● Aim of the exercise: In the entries below, find the lines with the word "width" and copy them.

━━━━━ Information supplied

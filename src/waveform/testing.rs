//! Recording doubles for the engine's seams.

use super::host::HostEvents;
use super::surface::{BarRect, Rgba, Surface};

#[derive(Debug, Clone, Copy, PartialEq)]
pub enum DrawCall {
    Clear(Rgba),
    Bar { rect: BarRect, radius: f32, color: Rgba },
}

/// Surface that records draw calls instead of rasterizing them.
pub struct DrawLog {
    pub width: u32,
    pub height: u32,
    pub calls: Vec<DrawCall>,
}

impl DrawLog {
    pub fn new(width: u32, height: u32) -> Self {
        Self { width, height, calls: Vec::new() }
    }

    /// Bars painted since the last clear, left to right.
    pub fn bars(&self) -> Vec<(BarRect, Rgba)> {
        let start = self
            .calls
            .iter()
            .rposition(|c| matches!(c, DrawCall::Clear(_)))
            .map_or(0, |i| i + 1);
        let mut bars: Vec<_> = self.calls[start..]
            .iter()
            .filter_map(|c| match c {
                DrawCall::Bar { rect, color, .. } => Some((*rect, *color)),
                DrawCall::Clear(_) => None,
            })
            .collect();
        bars.sort_by(|a, b| a.0.x.total_cmp(&b.0.x));
        bars
    }

    pub fn clears(&self) -> usize {
        self.calls.iter().filter(|c| matches!(c, DrawCall::Clear(_))).count()
    }
}

impl Surface for DrawLog {
    fn size(&self) -> (u32, u32) {
        (self.width, self.height)
    }

    fn clear(&mut self, color: Rgba) {
        self.calls.push(DrawCall::Clear(color));
    }

    fn fill_bar(&mut self, rect: BarRect, radius: f32, color: Rgba) {
        self.calls.push(DrawCall::Bar { rect, radius, color });
    }
}

#[derive(Debug, Clone, Copy, PartialEq)]
pub enum HostEvent {
    CurrentAudioTime(f64),
    ProcessingOnResize(bool),
    ProcessingAudioOnComplete(bool),
    ClearCanvas,
}

#[derive(Debug, Default)]
pub struct EventLog {
    pub events: Vec<HostEvent>,
}

impl HostEvents for EventLog {
    fn set_current_audio_time(&mut self, time: f64) {
        self.events.push(HostEvent::CurrentAudioTime(time));
    }

    fn set_processing_on_resize(&mut self, processing: bool) {
        self.events.push(HostEvent::ProcessingOnResize(processing));
    }

    fn set_processing_audio_on_complete(&mut self, processing: bool) {
        self.events.push(HostEvent::ProcessingAudioOnComplete(processing));
    }

    fn clear_canvas(&mut self) {
        self.events.push(HostEvent::ClearCanvas);
    }
}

━━━━━━━━━━

● Response to the exercise:
    pub width: u32,
    pub fn new(width: u32, height: u32) -> Self {
        Self { width, height, calls: Vec::new() }
        (self.width, self.height)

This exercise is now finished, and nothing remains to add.